§ WORK ORDER
Which lines in the data contain the word "derive"? Please copy each of them.

** TASK INPUTS follows **

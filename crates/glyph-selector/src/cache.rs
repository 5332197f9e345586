//! Glyph caching.
//!
//! [`GlyphCache`] is the interface the selector talks to; [`GlyphStore`] is
//! the in-memory implementation shipped with the crate.
//!
//! # Example
//!
//! ```
//! use std::sync::Arc;
//! use glyph_selector::{GlyphSelector, GlyphStore, GlyphStoreConfig};
//!
//! let store = Arc::new(GlyphStore::new(GlyphStoreConfig::default().with_max_glyphs(4096)));
//! let selector = GlyphSelector::new(store.clone());
//!
//! assert!(store.is_empty());
//! # let _ = selector;
//! ```

use std::collections::HashMap;
use std::sync::atomic::{AtomicU64, Ordering};
use std::sync::{Arc, OnceLock};

use parking_lot::Mutex;

use crate::font::FontRef;
use crate::glyph::{Glyph, GlyphData, GlyphIndex, GlyphKey, GlyphRender};
use crate::logging::targets;

/// Shared store of rendered glyph data.
///
/// Implementations must be safe to call from several threads at once,
/// including while the caller holds a lock of its own, and must generate
/// each (font, render, index) entry at most once even when several callers
/// race for it.
pub trait GlyphCache: Send + Sync {
    /// Return the glyph stored for `(font, render, index)`, generating and
    /// storing it first if it is not present.
    fn fetch_or_generate(&self, font: &FontRef, render: GlyphRender, index: GlyphIndex) -> Glyph;
}

/// Configuration for the glyph store.
#[derive(Debug, Clone)]
pub struct GlyphStoreConfig {
    /// Number of entries to reserve room for up front.
    /// Default: 1024.
    pub initial_capacity: usize,
    /// Maximum number of stored glyphs. When storing a new glyph would
    /// exceed it, the store is flushed first. Glyphs still being generated
    /// are kept, so the store may briefly hold more entries.
    /// Default: unlimited.
    pub max_glyphs: Option<usize>,
}

impl Default for GlyphStoreConfig {
    fn default() -> Self {
        Self {
            initial_capacity: 1024,
            max_glyphs: None,
        }
    }
}

impl GlyphStoreConfig {
    /// Create a new configuration with default settings.
    pub fn new() -> Self {
        Self::default()
    }

    /// Set the number of entries reserved up front.
    #[must_use]
    pub fn with_initial_capacity(mut self, capacity: usize) -> Self {
        self.initial_capacity = capacity;
        self
    }

    /// Limit the number of stored glyphs.
    #[must_use]
    pub fn with_max_glyphs(mut self, max: usize) -> Self {
        self.max_glyphs = Some(max.max(1));
        self
    }
}

/// Statistics about glyph store usage.
#[derive(Debug, Clone, Default, PartialEq, Eq)]
pub struct GlyphStoreStats {
    /// Number of fetch-or-generate requests.
    pub lookups: u64,
    /// Number of requests answered from stored data.
    pub hits: u64,
    /// Number of glyphs generated.
    pub generated: u64,
    /// Number of times the store was flushed to respect `max_glyphs`.
    pub flushes: u64,
}

#[derive(Default)]
struct StatCounters {
    lookups: AtomicU64,
    hits: AtomicU64,
    generated: AtomicU64,
    flushes: AtomicU64,
}

type Slot = Arc<OnceLock<Arc<GlyphData>>>;

/// In-memory [`GlyphCache`].
///
/// The slot map is locked only long enough to find or create the slot for a
/// key. Generation runs outside that lock inside the slot's `OnceLock`, so
/// unrelated glyphs generate in parallel while concurrent requests for the
/// same key wait for the single generation already in flight.
pub struct GlyphStore {
    config: GlyphStoreConfig,
    slots: Mutex<HashMap<GlyphKey, Slot>>,
    stats: StatCounters,
}

impl GlyphStore {
    /// Create a new glyph store with the given configuration.
    pub fn new(config: GlyphStoreConfig) -> Self {
        let slots = HashMap::with_capacity(config.initial_capacity);
        Self {
            config,
            slots: Mutex::new(slots),
            stats: StatCounters::default(),
        }
    }

    /// Get the configuration.
    pub fn config(&self) -> &GlyphStoreConfig {
        &self.config
    }

    /// Number of stored entries, including ones still being generated.
    pub fn len(&self) -> usize {
        self.slots.lock().len()
    }

    /// Check if the store holds no entries.
    pub fn is_empty(&self) -> bool {
        self.slots.lock().is_empty()
    }

    /// Check if an entry exists for `key`.
    pub fn contains(&self, key: &GlyphKey) -> bool {
        self.slots.lock().contains_key(key)
    }

    /// Drop all stored glyphs. Outstanding [`Glyph`] handles stay valid.
    pub fn clear(&self) {
        self.slots.lock().clear();
    }

    /// Get a snapshot of the usage statistics.
    pub fn stats(&self) -> GlyphStoreStats {
        GlyphStoreStats {
            lookups: self.stats.lookups.load(Ordering::Relaxed),
            hits: self.stats.hits.load(Ordering::Relaxed),
            generated: self.stats.generated.load(Ordering::Relaxed),
            flushes: self.stats.flushes.load(Ordering::Relaxed),
        }
    }

    /// Reset the usage statistics.
    pub fn reset_stats(&self) {
        self.stats.lookups.store(0, Ordering::Relaxed);
        self.stats.hits.store(0, Ordering::Relaxed);
        self.stats.generated.store(0, Ordering::Relaxed);
        self.stats.flushes.store(0, Ordering::Relaxed);
    }

    fn slot(&self, key: GlyphKey) -> Slot {
        let mut slots = self.slots.lock();
        if let Some(slot) = slots.get(&key) {
            return slot.clone();
        }

        if let Some(max) = self.config.max_glyphs
            && slots.len() >= max
        {
            // Slots still being generated survive the flush, so a racing
            // request for the same key joins the generation in flight.
            slots.retain(|_, slot| slot.get().is_none());
            tracing::debug!(target: targets::CACHE, pending = slots.len(), "flushed glyph store");
            self.stats.flushes.fetch_add(1, Ordering::Relaxed);
        }

        let slot = Slot::default();
        slots.insert(key, slot.clone());
        slot
    }
}

impl GlyphCache for GlyphStore {
    fn fetch_or_generate(&self, font: &FontRef, render: GlyphRender, index: GlyphIndex) -> Glyph {
        self.stats.lookups.fetch_add(1, Ordering::Relaxed);

        let key = GlyphKey::new(font.id(), render, index);
        let slot = self.slot(key);

        let mut generated = false;
        let data = slot.get_or_init(|| {
            generated = true;
            tracing::trace!(target: targets::CACHE, ?key, "generating glyph");
            Arc::new(GlyphData {
                key,
                render_data: font.compute_rendering_data(render, index),
            })
        });

        if generated {
            self.stats.generated.fetch_add(1, Ordering::Relaxed);
        } else {
            self.stats.hits.fetch_add(1, Ordering::Relaxed);
        }

        Glyph::new(data.clone())
    }
}

impl Default for GlyphStore {
    fn default() -> Self {
        Self::new(GlyphStoreConfig::default())
    }
}

impl std::fmt::Debug for GlyphStore {
    fn fmt(&self, f: &mut std::fmt::Formatter<'_>) -> std::fmt::Result {
        f.debug_struct("GlyphStore")
            .field("config", &self.config)
            .field("stats", &self.stats())
            .finish_non_exhaustive()
    }
}

static_assertions::assert_impl_all!(GlyphStore: Send, Sync);

#[cfg(test)]
mod tests {
    use std::sync::Barrier;
    use std::sync::atomic::{AtomicBool, AtomicUsize};

    use super::*;
    use crate::font::Font;
    use crate::glyph::{GlyphMetrics, GlyphRenderData};
    use crate::properties::FontProperties;

    #[derive(Debug)]
    struct SlowFont {
        properties: FontProperties,
        renders: AtomicUsize,
    }

    impl Font for SlowFont {
        fn properties(&self) -> &FontProperties {
            &self.properties
        }

        fn glyph_index(&self, character_code: u32) -> Option<GlyphIndex> {
            Some(GlyphIndex(character_code))
        }

        fn compute_rendering_data(&self, _render: GlyphRender, index: GlyphIndex) -> GlyphRenderData {
            self.renders.fetch_add(1, Ordering::SeqCst);
            std::thread::sleep(std::time::Duration::from_millis(5));
            GlyphRenderData::empty(GlyphMetrics {
                advance: index.value() as f32,
                bounds: None,
                units_per_em: 1000,
            })
        }
    }

    fn slow_font() -> (FontRef, Arc<SlowFont>) {
        let font = Arc::new(SlowFont {
            properties: FontProperties::new("Slow"),
            renders: AtomicUsize::new(0),
        });
        (FontRef::from_arc(font.clone()), font)
    }

    #[test]
    fn config_builder() {
        let config = GlyphStoreConfig::new()
            .with_initial_capacity(16)
            .with_max_glyphs(0);
        assert_eq!(config.initial_capacity, 16);
        assert_eq!(config.max_glyphs, Some(1));
        assert_eq!(GlyphStoreConfig::default().max_glyphs, None);
    }

    #[test]
    fn second_fetch_is_a_hit() {
        let store = GlyphStore::default();
        let (font, inner) = slow_font();

        let a = store.fetch_or_generate(&font, GlyphRender::DistanceField, GlyphIndex(3));
        let b = store.fetch_or_generate(&font, GlyphRender::DistanceField, GlyphIndex(3));

        assert!(a.ptr_eq(&b));
        assert_eq!(inner.renders.load(Ordering::SeqCst), 1);
        assert_eq!(
            store.stats(),
            GlyphStoreStats {
                lookups: 2,
                hits: 1,
                generated: 1,
                flushes: 0,
            }
        );
    }

    #[test]
    fn render_kind_is_part_of_the_key() {
        let store = GlyphStore::default();
        let (font, inner) = slow_font();

        let a = store.fetch_or_generate(&font, GlyphRender::Coverage { pixel_size: 12 }, GlyphIndex(1));
        let b = store.fetch_or_generate(&font, GlyphRender::Coverage { pixel_size: 24 }, GlyphIndex(1));

        assert!(!a.ptr_eq(&b));
        assert_eq!(store.len(), 2);
        assert_eq!(inner.renders.load(Ordering::SeqCst), 2);
    }

    #[test]
    fn concurrent_requests_generate_once() {
        let store = GlyphStore::default();
        let (font, inner) = slow_font();
        let barrier = Barrier::new(8);

        let glyphs: Vec<Glyph> = std::thread::scope(|scope| {
            let handles: Vec<_> = (0..8)
                .map(|_| {
                    scope.spawn(|| {
                        barrier.wait();
                        store.fetch_or_generate(&font, GlyphRender::BandedRays, GlyphIndex(42))
                    })
                })
                .collect();
            handles.into_iter().map(|h| h.join().unwrap()).collect()
        });

        assert_eq!(inner.renders.load(Ordering::SeqCst), 1);
        assert!(glyphs.iter().all(|g| g.ptr_eq(&glyphs[0])));
        assert_eq!(store.stats().generated, 1);
        assert_eq!(store.stats().hits, 7);
    }

    /// Renders index 1 only once `release` is reached, so a flush can
    /// happen while that render is in flight.
    #[derive(Debug)]
    struct GatedFont {
        properties: FontProperties,
        renders: AtomicUsize,
        gated: AtomicBool,
        started: Barrier,
        release: Barrier,
    }

    impl Font for GatedFont {
        fn properties(&self) -> &FontProperties {
            &self.properties
        }

        fn glyph_index(&self, character_code: u32) -> Option<GlyphIndex> {
            Some(GlyphIndex(character_code))
        }

        fn compute_rendering_data(&self, _render: GlyphRender, index: GlyphIndex) -> GlyphRenderData {
            self.renders.fetch_add(1, Ordering::SeqCst);
            if index == GlyphIndex(1) && !self.gated.swap(true, Ordering::SeqCst) {
                self.started.wait();
                self.release.wait();
            }
            GlyphRenderData::empty(GlyphMetrics {
                advance: index.value() as f32,
                bounds: None,
                units_per_em: 1000,
            })
        }
    }

    #[test]
    fn flush_keeps_glyphs_in_flight() {
        let store = GlyphStore::new(GlyphStoreConfig::new().with_max_glyphs(1));
        let inner = Arc::new(GatedFont {
            properties: FontProperties::new("Gated"),
            renders: AtomicUsize::new(0),
            gated: AtomicBool::new(false),
            started: Barrier::new(2),
            release: Barrier::new(2),
        });
        let font = FontRef::from_arc(inner.clone());

        let (first, again) = std::thread::scope(|scope| {
            let slow = scope.spawn(|| {
                store.fetch_or_generate(&font, GlyphRender::DistanceField, GlyphIndex(1))
            });
            inner.started.wait();

            // Store is full: this flushes while index 1 is still rendering.
            store.fetch_or_generate(&font, GlyphRender::DistanceField, GlyphIndex(2));
            assert_eq!(store.stats().flushes, 1);
            assert!(store.contains(&GlyphKey::new(
                font.id(),
                GlyphRender::DistanceField,
                GlyphIndex(1)
            )));

            let racer = scope.spawn(|| {
                store.fetch_or_generate(&font, GlyphRender::DistanceField, GlyphIndex(1))
            });
            inner.release.wait();
            (slow.join().unwrap(), racer.join().unwrap())
        });

        assert_eq!(inner.renders.load(Ordering::SeqCst), 2);
        assert!(first.ptr_eq(&again));
    }

    #[test]
    fn max_glyphs_flushes() {
        let store = GlyphStore::new(GlyphStoreConfig::new().with_max_glyphs(2));
        let (font, _) = slow_font();

        let first = store.fetch_or_generate(&font, GlyphRender::DistanceField, GlyphIndex(1));
        store.fetch_or_generate(&font, GlyphRender::DistanceField, GlyphIndex(2));
        assert_eq!(store.len(), 2);

        store.fetch_or_generate(&font, GlyphRender::DistanceField, GlyphIndex(3));
        assert_eq!(store.len(), 1);
        assert_eq!(store.stats().flushes, 1);
        assert!(first.is_valid());
        assert!(!store.contains(&first.key().unwrap()));
    }

    #[test]
    fn clear_and_reset() {
        let store = GlyphStore::default();
        let (font, _) = slow_font();
        store.fetch_or_generate(&font, GlyphRender::DistanceField, GlyphIndex(1));
        assert!(!store.is_empty());

        store.clear();
        assert!(store.is_empty());

        store.reset_stats();
        assert_eq!(store.stats(), GlyphStoreStats::default());
        assert!(format!("{store:?}").contains("GlyphStore"));
    }
}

** End of TASK INPUTS **

§ ANSWER FOR THE TASK
#[derive(Debug, Clone)]
#[derive(Debug, Clone, Default, PartialEq, Eq)]
#[derive(Default)]
    #[derive(Debug)]
    #[derive(Debug)]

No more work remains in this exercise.